RNA helicase maheshvara interacts with TDP-43 and exacerbates neurodegeneration in Drosophila model of amyotrophic lateral sclerosis.

Abstract

Drosophila maheshvara (mahe) encodes a conserved DEAD box RNA helicase that regulates various important signaling pathways like Notch and JAK/STAT, pathways that have been functionally implicated in neuronal development. In order to identify novel modulators of mahe as well as to unravel its role in neurodegenerative disorders, a genetic modifier screen using Drosophila models of neurodegenerative disorders was carried out. From this screen, we identified mahe to be a potent modifier of TDP-43 mediated proteinopathy in Drosophila model of Amyotrophic Lateral Sclerosis (ALS).
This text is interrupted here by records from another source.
//! Circular fund flow detection.
//!
//! Enumerates simple directed cycles under a `WorkBudget`, sums the merged
//! edge values along each cycle and keeps cycles whose total exceeds the
//! value threshold. A truncated enumeration still returns its alerts, flagged
//! as a lower bound.

use crate::types::{CircularFlowResult, CycleAlert, CycleHop};
use async_trait::async_trait;
use moneytrail_core::{
    analyzer::AnalyzerMetadata,
    budget::WorkBudget,
    domain::Domain,
    error::{AnalysisError, Result},
    risk::RiskLevel,
    traits::{Analyzer, BatchAnalyzer},
};
use moneytrail_graph::cycles::SimpleCycles;
use moneytrail_graph::types::{EntityGraph, NodeId};
use std::cmp::Ordering;
use std::sync::Arc;

/// Circular-flow detector.
#[derive(Debug, Clone)]
pub struct CircularFlowDetector {
    metadata: AnalyzerMetadata,
    min_cycle_length: usize,
    value_threshold: f64,
    budget: WorkBudget,
}

impl CircularFlowDetector {
    /// Create a detector with minimum length 3, threshold 10000 and the default budget.
    #[must_use]
    pub fn new() -> Self {
        Self {
            metadata: AnalyzerMetadata::new("compliance/circular-flow", Domain::Compliance)
                .with_description("Budgeted simple cycle search with value threshold"),
            min_cycle_length: 3,
            value_threshold: 10_000.0,
            budget: WorkBudget::default(),
        }
    }

    /// Set the minimum cycle length and value threshold.
    #[must_use]
    pub fn with_params(mut self, min_cycle_length: usize, value_threshold: f64) -> Self {
        self.min_cycle_length = min_cycle_length;
        self.value_threshold = value_threshold;
        self
    }

    /// Set the enumeration budget.
    #[must_use]
    pub fn with_budget(mut self, budget: WorkBudget) -> Self {
        self.budget = budget;
        self
    }

    /// Detect circular flows.
    ///
    /// Alerts are sorted by total value descending, then cycle length
    /// ascending, then the entity id sequence.
    pub fn detect(
        graph: &EntityGraph,
        min_cycle_length: usize,
        value_threshold: f64,
        budget: &WorkBudget,
    ) -> CircularFlowResult {
        if graph.is_empty() {
            return CircularFlowResult::default();
        }

        let enumeration = SimpleCycles::enumerate(graph, min_cycle_length.max(1), budget);
        let cycles_examined = enumeration.cycles.len();

        let mut alerts: Vec<CycleAlert> = enumeration
            .cycles
            .iter()
            .filter_map(|cycle| Self::to_alert(graph, cycle, value_threshold))
            .collect();
        alerts.sort_by(compare_alerts);

        tracing::debug!(
            cycles = cycles_examined,
            alerts = alerts.len(),
            steps = enumeration.steps,
            truncated = enumeration.is_truncated(),
            "Circular flow detection complete"
        );

        CircularFlowResult {
            alerts,
            truncated: enumeration.is_truncated(),
            truncation: enumeration.truncation,
            cycles_examined,
        }
    }

    fn to_alert(graph: &EntityGraph, cycle: &[NodeId], value_threshold: f64) -> Option<CycleAlert> {
        let mut edges = Vec::with_capacity(cycle.len());
        for (i, &from) in cycle.iter().enumerate() {
            let to = cycle[(i + 1) % cycle.len()];
            let edge = graph.edge(from, to)?;
            edges.push(CycleHop {
                from: graph.entity(from)?.id.clone(),
                to: graph.entity(to)?.id.clone(),
                value: edge.total_value,
                transaction_count: edge.transaction_count,
            });
        }

        let total_value: f64 = edges.iter().map(|hop| hop.value).sum();
        if total_value <= value_threshold {
            return None;
        }

        let risk_level = if total_value > 5.0 * value_threshold {
            RiskLevel::Critical
        } else {
            RiskLevel::High
        };

        Some(CycleAlert {
            entities: edges.iter().map(|hop| hop.from.clone()).collect(),
            cycle_length: cycle.len(),
            total_value,
            avg_value: total_value / cycle.len() as f64,
            edges,
            risk_level,
        })
    }
}

fn compare_alerts(a: &CycleAlert, b: &CycleAlert) -> Ordering {
    b.total_value
        .total_cmp(&a.total_value)
        .then_with(|| a.cycle_length.cmp(&b.cycle_length))
        .then_with(|| a.entities.cmp(&b.entities))
}

impl Default for CircularFlowDetector {
    fn default() -> Self {
        Self::new()
    }
}

impl Analyzer for CircularFlowDetector {
    fn metadata(&self) -> &AnalyzerMetadata {
        &self.metadata
    }

    fn validate(&self) -> Result<()> {
        if self.min_cycle_length == 0 {
            return Err(AnalysisError::config("min_cycle_length must be at least 1"));
        }
        Ok(())
    }
}

#[async_trait]
impl BatchAnalyzer<Arc<EntityGraph>, CircularFlowResult> for CircularFlowDetector {
    async fn execute(&self, input: Arc<EntityGraph>) -> Result<CircularFlowResult> {
        self.validate()?;
        Ok(Self::detect(
            &input,
            self.min_cycle_length,
            self.value_threshold,
            &self.budget,
        ))
    }
}
//! # MoneyTrail Core
//!
//! Core abstractions shared by the MoneyTrail investigation crates.
//!
//! This crate provides:
//! - Error taxonomy and `Result` alias
//! - Domain and analyzer metadata definitions
//! - Trait definitions for pipeline stages
//! - The canonical transaction record and risk levels
//! - Work budgets for bounded searches
//! - Configuration and logging setup

#![warn(missing_docs)]
#![warn(clippy::all)]

pub mod analyzer;
pub mod budget;
pub mod config;
pub mod domain;
pub mod error;
pub mod logging;
pub mod risk;
pub mod traits;
pub mod transaction;

/// Prelude module for convenient imports
pub mod prelude {
    pub use crate::analyzer::AnalyzerMetadata;
    pub use crate::budget::{BudgetMeter, CancellationFlag, Deadline, WorkBudget};
    pub use crate::config::{
        AnalysisConfig, AnalysisConfigBuilder, CommunityMethod, CycleBudgetConfig,
        EigenvectorConfig, SelfLoopPolicy,
    };
    pub use crate::domain::Domain;
    pub use crate::error::{AnalysisError, Result, TruncationReason};
    pub use crate::logging::{LogConfig, LogLevel};
    pub use crate::risk::RiskLevel;
    pub use crate::traits::{Analyzer, BatchAnalyzer};
    pub use crate::transaction::TransactionRecord;
}
//! # MoneyTrail Compliance
//!
//! Money-laundering pattern detectors over a transaction graph snapshot.
//!
//! ## Detectors
//! - `StructuringDetector` - same-day near-uniform transfers above a threshold
//! - `CircularFlowDetector` - budgeted simple cycle search with value threshold
//! - `OutlierDetector` - IQR value outliers and high-frequency senders
//! - `TemporalDetector` - weekend and night activity
//! - `HubRanker` - composite centrality scoring and tiering
//!
//! ## Aggregation
//! - `RiskAggregator` - 0 to 100 score and `InvestigationReport`

#![warn(missing_docs)]
#![warn(clippy::all)]

pub mod circular;
pub mod hubs;
pub mod outliers;
pub mod report;
pub mod risk;
pub mod stats;
pub mod structuring;
pub mod temporal;
pub mod types;

/// Prelude for convenient imports.
pub mod prelude {
    pub use crate::circular::CircularFlowDetector;
    pub use crate::hubs::HubRanker;
    pub use crate::outliers::OutlierDetector;
    pub use crate::report::{ExecutiveSummary, InvestigationReport, ReportMetadata, ReportSummary};
    pub use crate::risk::{risk_band, risk_score, DetectorOutputs, RiskAggregator};
    pub use crate::structuring::StructuringDetector;
    pub use crate::temporal::TemporalDetector;
    pub use crate::types::*;
}
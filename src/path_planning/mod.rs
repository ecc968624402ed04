// Path Planning algorithms module

pub mod glc;

pub use glc::*;
//! Search nodes and the arena that owns them
//!
//! Nodes are stored in a [`NodeStore`] and addressed by [`NodeId`]. A node
//! refers to its parent by index only, so the search tree can be walked back
//! to the root without shared ownership.

use crate::common::StateVector;

use super::interpolating_polynomial::InterpolatingPolynomial;

/// Index of a node inside a [`NodeStore`]
#[derive(Debug, Clone, Copy, PartialEq, Eq, Hash, PartialOrd, Ord)]
pub struct NodeId(pub usize);

/// A point of the search lattice together with how it was reached
#[derive(Debug, Clone)]
pub struct Node {
    /// State at the end of the incoming segment
    pub state: StateVector,
    /// Accumulated cost from the root
    pub cost: f64,
    /// Heuristic cost-to-go from `state`
    pub heuristic: f64,
    /// Number of expansions between the root and this node
    pub depth: usize,
    /// Time at `state`
    pub time: f64,
    /// Control sample that generated the incoming segment
    pub control_index: Option<usize>,
    pub parent: Option<NodeId>,
    /// Trajectory from the parent's state to `state`; `None` for the root
    pub trajectory: Option<InterpolatingPolynomial>,
    /// First sampled time the incoming segment is inside the goal
    pub goal_time: Option<f64>,
}

impl Node {
    pub fn root(state: StateVector, heuristic: f64) -> Self {
        Self {
            state,
            cost: 0.0,
            heuristic,
            depth: 0,
            time: 0.0,
            control_index: None,
            parent: None,
            trajectory: None,
            goal_time: None,
        }
    }

    /// Estimated total cost `cost + heuristic`
    pub fn merit(&self) -> f64 {
        self.cost + self.heuristic
    }

    pub fn is_root(&self) -> bool {
        self.parent.is_none()
    }

    pub fn reaches_goal(&self) -> bool {
        self.goal_time.is_some()
    }
}

/// Owning arena of search nodes
#[derive(Debug, Clone, Default)]
pub struct NodeStore {
    nodes: Vec<Node>,
}

impl NodeStore {
    pub fn new() -> Self {
        Self { nodes: Vec::new() }
    }

    /// Store `node` and return its id
    pub fn push(&mut self, node: Node) -> NodeId {
        self.nodes.push(node);
        NodeId(self.nodes.len() - 1)
    }

    pub fn get(&self, id: NodeId) -> Option<&Node> {
        self.nodes.get(id.0)
    }

    pub fn len(&self) -> usize {
        self.nodes.len()
    }

    pub fn is_empty(&self) -> bool {
        self.nodes.is_empty()
    }

    pub fn iter(&self) -> impl Iterator<Item = (NodeId, &Node)> {
        self.nodes.iter().enumerate().map(|(i, n)| (NodeId(i), n))
    }

    /// Ancestor chain of `id`, including `id` and the root.
    ///
    /// Ordered root first when `root_first` is set, otherwise starting at `id`.
    /// Unknown ids yield an empty path.
    pub fn path_to_root(&self, id: NodeId, root_first: bool) -> Vec<NodeId> {
        let mut path = Vec::new();
        let mut current = self.get(id).map(|_| id);
        while let Some(node_id) = current {
            path.push(node_id);
            current = self.nodes[node_id.0].parent;
        }
        if root_first {
            path.reverse();
        }
        path
    }
}

impl std::ops::Index<NodeId> for NodeStore {
    type Output = Node;

    fn index(&self, id: NodeId) -> &Node {
        &self.nodes[id.0]
    }
}
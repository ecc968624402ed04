//! rust_glc - Generalized Label Correcting kinodynamic motion planning
//!
//! The planner searches over trajectories produced by integrating a finite
//! set of control samples and prunes them through a state-space partition.
//! Problems plug in through the capability traits in [`common`].

// Core modules
pub mod common;
pub mod utils;

// Algorithm modules
pub mod path_planning;

// Re-export common types for convenience
pub use common::{CostFunction, DynamicalSystem, GoalRegion, Heuristic, Inputs, Obstacles};
pub use common::{GlcError, GlcResult, StateVector};
pub use path_planning::glc::{
    InterpolatingPolynomial, Parameters, Planner, PlannerOutput, PlannerStatus,
};
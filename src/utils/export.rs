//! Plain-text dumps of planner results
//!
//! Both formats are whitespace separated with one record per line, ready
//! for gnuplot or numpy.

use std::fs::File;
use std::io::{BufWriter, Write};
use std::path::Path;

use log::debug;

use crate::common::{GlcError, GlcResult, StateVector};
use crate::path_planning::glc::{InterpolatingPolynomial, Planner};

fn write_row<W: Write>(writer: &mut W, first: f64, state: &StateVector) -> GlcResult<()> {
    write!(writer, "{}", first)?;
    for x in state.iter() {
        write!(writer, " {}", x)?;
    }
    writeln!(writer)?;
    Ok(())
}

/// Write `samples + 1` evenly spaced rows `t x0 x1 ...` of `trajectory`
pub fn write_trajectory<W: Write>(
    writer: &mut W,
    trajectory: &InterpolatingPolynomial,
    samples: usize,
) -> GlcResult<()> {
    if samples == 0 {
        return Err(GlcError::InvalidParameter(
            "trajectory export needs at least one sample interval".to_string(),
        ));
    }
    for (t, state) in trajectory.sample(samples) {
        write_row(writer, t, &state)?;
    }
    Ok(())
}

/// Write one row `cost x0 x1 ...` per labelled partition cell
pub fn write_nodes<W: Write>(writer: &mut W, planner: &Planner<'_>) -> GlcResult<()> {
    for (_, label) in planner.dominance_map().labels() {
        let node = planner.node(label.node).ok_or_else(|| {
            GlcError::PlanningError(format!("label points at unknown node {:?}", label.node))
        })?;
        write_row(writer, label.cost, &node.state)?;
    }
    Ok(())
}

pub fn trajectory_to_file<P: AsRef<Path>>(
    path: P,
    trajectory: &InterpolatingPolynomial,
    samples: usize,
) -> GlcResult<()> {
    let mut writer = BufWriter::new(File::create(path.as_ref())?);
    write_trajectory(&mut writer, trajectory, samples)?;
    writer.flush()?;
    debug!("wrote trajectory to {}", path.as_ref().display());
    Ok(())
}

pub fn nodes_to_file<P: AsRef<Path>>(path: P, planner: &Planner<'_>) -> GlcResult<()> {
    let mut writer = BufWriter::new(File::create(path.as_ref())?);
    write_nodes(&mut writer, planner)?;
    writer.flush()?;
    debug!(
        "wrote {} lattice nodes to {}",
        planner.dominance_map().len(),
        path.as_ref().display()
    );
    Ok(())
}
We demonstrate that Mahe genetically interacts and associates with cytosolic hyperphosphorylated toxic aggregates of TDP-43 leading to enhanced TDP-43 mediated neurodegenerative phenotype. Increased autophagy, cytoskeletal disruption, and FMRP-mediated translational repression of neuronal target Futsch were observed, potentially contributing to neuronal dysfunction. The current study indicates a strong interaction of mahe and TDP-43 (TARDBP) resulting in augmentation of TDP-43 mediated neurodegenerative phenotypes which parallels ALS clinical pathology.